December 01, 2011

What the Times reporting revealed was that anti-racism trumps feminism as it trumps well-nigh everything else—common sense, decency, truth, etc.

My initial reaction to the story was horror at the depravity of 18 boys and men sexually violating an 11-year-old girl. When the story-about-the-story came out I was disgusted at the left’s hypocrisy and dishonesty, unsurprised at the defendants’ race, but still horrified by the event.

I had forgotten about the Cleveland rape until a friend brought that GQ piece to my attention. It’s by a writer named Kathy Dobie and is an unsparing look at the people involved. It doesn’t precisely blame the victim, but it reveals that what happened was far from an abduction-assault. It doesn’t precisely excuse the perps, though it shows how many are willing to do so:

A minister at New Bethel Baptist Church took the entire youth choir to visit Jared Cruse in jail. “And they all just cried, they loved him so,” his great-aunt Bertha says.

What it does exquisitely, depressingly well is draw a picture of the random, hopeless, disorganized, and purposeless lives down there at the bottom of society.

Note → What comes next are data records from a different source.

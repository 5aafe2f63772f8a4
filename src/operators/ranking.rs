use std::cmp::Ordering;

use crate::operators::aggregate::{RegionAggregate, RegionTable};

/// One finalized entry of the ranking.
#[derive(Debug, Clone, PartialEq)]
pub struct RankedRegion {
    pub region: String,
    pub aggregate: RegionAggregate,
}

impl RankedRegion {
    pub fn change_ratio(&self) -> f64 {
        self.aggregate.change_ratio.unwrap_or(f64::NAN)
    }
}

/// Compute every region's change ratio and order the regions by it, smallest
/// first. Division by zero is left as the resulting inf/NaN.
pub fn finalize(mut table: RegionTable) -> Vec<RankedRegion> {
    for (region, aggregate) in table.iter_mut() {
        let ratio = aggregate.target_population.to_f64() / aggregate.base_population.to_f64();
        log::trace!("{}: change ratio {}", region, ratio);
        aggregate.change_ratio = Some(ratio);
    }

    let mut ranking: Vec<RankedRegion> = table
        .into_entries()
        .into_iter()
        .map(|(region, aggregate)| RankedRegion { region, aggregate })
        .collect();

    // Stable: equal ratios keep first-seen order.
    ranking.sort_by(|a, b| compare_ratios(a.change_ratio(), b.change_ratio()));
    ranking
}

/// Ascending numeric order with NaN after every number. All NaNs compare equal.
fn compare_ratios(a: f64, b: f64) -> Ordering {
    match (a.is_nan(), b.is_nan()) {
        (false, false) => a.partial_cmp(&b).unwrap_or(Ordering::Equal),
        (false, true) => Ordering::Less,
        (true, false) => Ordering::Greater,
        (true, true) => Ordering::Equal,
    }
}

Juan [the victim’s father] used to work in construction, but he’s been unemployed for a year and a half because of a back injury and vague stomach problems. Since then Maria has been the sole breadwinner, making change in a game room for the customers playing the slots. Almost two years ago, Maria was diagnosed with brain tumors after collapsing at work. She has no health insurance, so she hasn’t received any treatment for the tumors, nor can she pay for her insulin prescription for her diabetes. Every few months, she lands in the hospital again, most recently for a minor stroke. She’s a tall, big-boned 44-year-old woman with long, thick hair who goes to work, comes home, lies in her bed, and then goes back to work. She is often exhausted but almost always good-humored.

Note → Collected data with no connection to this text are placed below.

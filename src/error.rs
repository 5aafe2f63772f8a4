use thiserror::Error;

#[derive(Debug, Error, PartialEq)]
pub enum ConfigError {
    #[error("Base year and target year must differ (both are {0})")]
    SameYears(i64),
    #[error("Column position {position} is used by both '{first}' and '{second}'")]
    DuplicateColumn {
        position: usize,
        first: &'static str,
        second: &'static str,
    },
}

It all makes a horrid mockery of the old left and its hopes of raising us all up via social engineering to be philosopher-kings, or at least useful and conscientious citizens.

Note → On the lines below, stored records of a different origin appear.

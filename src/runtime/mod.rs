use anyhow::{Context, Result};
use indicatif::{ProgressBar, ProgressStyle};
use log::{debug, info};

use crate::config::RankingConfig;
use crate::io;
use crate::operators::{self, Aggregator, Row};

mod manifest;
pub use manifest::Manifest;

/// Outcome of one pass over the input.
#[derive(Debug, Clone, PartialEq)]
pub struct RankingRun {
    pub lines_read: usize,
    pub matched_rows: usize,
    pub ignored_rows: usize,
    pub regions: usize,
    /// Rendered ranking entries, best rank first.
    pub ranking: Vec<String>,
}

/// Read the configured input file, rank it and write the manifest if one is
/// requested.
pub fn run_ranking(config: &RankingConfig) -> Result<RankingRun> {
    info!("Running pipeline: {}", config.name);
    info!("Reading input from: {}", config.input.path);

    let lines = io::read_data_source(&config.input.path)?;
    let run = rank_lines(lines, config)
        .with_context(|| format!("Failed to rank {}", config.input.path))?;

    info!(
        "Ranked {} regions ({} rows matched, {} ignored, {} lines read)",
        run.regions, run.matched_rows, run.ignored_rows, run.lines_read
    );

    if let Some(manifest_path) = &config.output.manifest {
        let manifest = Manifest {
            pipeline_name: config.name.clone(),
            input_path: config.input.path.clone(),
            base_year: config.years.base,
            target_year: config.years.target,
            lines_read: run.lines_read,
            matched_rows: run.matched_rows,
            ignored_rows: run.ignored_rows,
            regions: run.regions,
            ranking: run.ranking.clone(),
        };
        manifest.write_to_file(manifest_path)?;
        info!("Manifest written to: {}", manifest_path);
    }

    Ok(run)
}

/// Aggregate the lines in order, then finalize and render the ranking once the
/// source is drained.
pub fn rank_lines<I>(lines: I, config: &RankingConfig) -> Result<RankingRun>
where
    I: IntoIterator<Item = Result<String>>,
{
    let pb = ProgressBar::new_spinner();
    pb.set_style(
        ProgressStyle::default_spinner().template("{spinner:.green} [{elapsed_precise}] {pos} lines")?,
    );

    let mut aggregator = Aggregator::new(config.years);
    let mut lines_read = 0;
    for line in lines {
        let line = line?;
        lines_read += 1;
        let row = Row::parse(&line, &config.columns);
        if !aggregator.push(row) {
            debug!("line {}: ignored", lines_read);
        }
        pb.inc(1);
    }
    pb.finish_and_clear();

    let matched_rows = aggregator.matched_rows();
    let ignored_rows = aggregator.ignored_rows();
    for (region, aggregate) in aggregator.table().iter() {
        debug!(
            "{}: {} => {}",
            region, aggregate.base_population, aggregate.target_population
        );
    }

    let table = aggregator.into_table();
    if table.is_empty() {
        info!(
            "No rows for {} or {}, ranking is empty",
            config.years.base, config.years.target
        );
    }
    let regions = table.len();
    let ranking = operators::finalize(table);

    Ok(RankingRun {
        lines_read,
        matched_rows,
        ignored_rows,
        regions,
        ranking: operators::render_ranking(&ranking),
    })
}

#[cfg(test)]
mod tests {
    use super::*;
    use crate::config::OutputFormat;

    fn lines(input: &[&str]) -> Vec<Result<String>> {
        input.iter().map(|l| Ok(l.to_string())).collect()
    }

    #[test]
    fn ranks_two_regions() {
        let run = rank_lines(
            lines(&["2010,A,_,100", "2015,A,_,200", "2010,B,_,50", "2015,B,_,25"]),
            &RankingConfig::default(),
        )
        .unwrap();
        assert_eq!(
            run.ranking,
            vec!["1位B:50=>25 変化率:0.5", "2位A:100=>200 変化率:2"]
        );
        assert_eq!(run.lines_read, 4);
        assert_eq!(run.matched_rows, 4);
        assert_eq!(run.regions, 2);
    }

    #[test]
    fn empty_input_gives_empty_ranking() {
        let run = rank_lines(lines(&[]), &RankingConfig::default()).unwrap();
        assert!(run.ranking.is_empty());
        assert_eq!(run.lines_read, 0);
        assert_eq!(
            operators::emit(&run.ranking, OutputFormat::Json).unwrap(),
            "[]"
        );
    }

    #[test]
    fn header_and_other_years_are_skipped() {
        let run = rank_lines(
            lines(&[
                "集計年,都道府県名,10〜14歳の人口,15〜19歳の人口",
                "1995,北海道,1,2",
                "2010,北海道,237155,258530",
                "2015,北海道,219245,231747",
                "",
            ]),
            &RankingConfig::default(),
        )
        .unwrap();
        assert_eq!(run.ignored_rows, 3);
        assert_eq!(run.matched_rows, 2);
        assert_eq!(run.regions, 1);
        assert_eq!(
            run.ranking,
            vec!["1位北海道:258530=>231747 変化率:0.8964027385603218"]
        );
    }

    #[test]
    fn missing_base_year_renders_infinity() {
        let run = rank_lines(
            lines(&["2015,A,_,10", "2010,B,_,10"]),
            &RankingConfig::default(),
        )
        .unwrap();
        assert_eq!(
            run.ranking,
            vec!["1位B:10=>0 変化率:0", "2位A:0=>10 変化率:Infinity"]
        );
    }

    #[test]
    fn read_error_stops_the_run() {
        let input = vec![
            Ok("2010,A,_,1".to_string()),
            Err(anyhow::anyhow!("disk gone")),
        ];
        assert!(rank_lines(input, &RankingConfig::default()).is_err());
    }

    #[test]
    fn runs_from_file_and_writes_manifest() {
        let dir = tempfile::tempdir().unwrap();
        let input = dir.path().join("popu-pref.csv");
        std::fs::write(&input, "2010,A,_,100\n2015,A,_,200\n2010,B,_,50\n2015,B,_,25\n").unwrap();
        let manifest_path = dir.path().join("out/manifest.json");

        let mut config = RankingConfig::default();
        config.input.path = input.to_string_lossy().to_string();
        config.output.manifest = Some(manifest_path.to_string_lossy().to_string());

        let run = run_ranking(&config).unwrap();
        assert_eq!(run.ranking.len(), 2);

        let manifest: Manifest =
            serde_json::from_str(&std::fs::read_to_string(&manifest_path).unwrap()).unwrap();
        assert_eq!(manifest.base_year, 2010);
        assert_eq!(manifest.target_year, 2015);
        assert_eq!(manifest.lines_read, 4);
        assert_eq!(manifest.regions, 2);
        assert_eq!(manifest.ranking, run.ranking);
    }

    #[test]
    fn missing_input_file_is_fatal() {
        let dir = tempfile::tempdir().unwrap();
        let mut config = RankingConfig::default();
        config.input.path = dir.path().join("nope.csv").to_string_lossy().to_string();

        let err = run_ranking(&config).unwrap_err();
        assert!(err.to_string().contains("Failed to open input file"));
    }
}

Likewise with the new left and its vapid prattle about everyone going to college. What will the people in this story study at college? Molecular biology?

I can’t see much comfort for the right here, either. Which of the schemes touted on conservative websites can uplift these people? Religion might touch a few and education a few more, but most are surely destined to be net negatives for a post-industrial society.

If you raise topics like this with conservatives you mostly hear about how the spiritual energy of religious reformers such as Charles Wesley rescued the early industrial English working class from the Slough of Despond.

That’s great, but in early industrial England there was plenty of useful work for everyone to do. Any able-bodied man could get work as a laborer or factory hand; any minimally socialized woman could find a “position” as a domestic servant.

That no longer applies. There are now large and swelling segments of the population for whom society has no use. Set down in cold print like that, it looks like a dreadful thing to say. But the very preposterousness of our favored remedies—send them all to college!—betrays an underlying hopelessness.

Race is a piece of the issue, but not all of it. During my childhood in the provincial, monoracial English working class of 50 years ago, I encountered people as “bungled and botched” (as Nietzsche is supposed to have said) as those in the GQ story. Every street had a couple of them. To judge by the writings of Theodore Dalrymple, one of whose book titles I have borrowed for this piece, England’s white people have gone considerably downhill since. If you have a racial sub-population with low average capabilities, proportionally more of them will be in the random, hopeless, disorganized and purposeless zone. But bunglehood and botchdom have no race.

Most of the prescriptions for dealing with social issues like this amount to turning gang rapists into educated, responsible, middle-class types. Does anyone actually know how to do this? Does anyone have, like, a clue? I really don’t.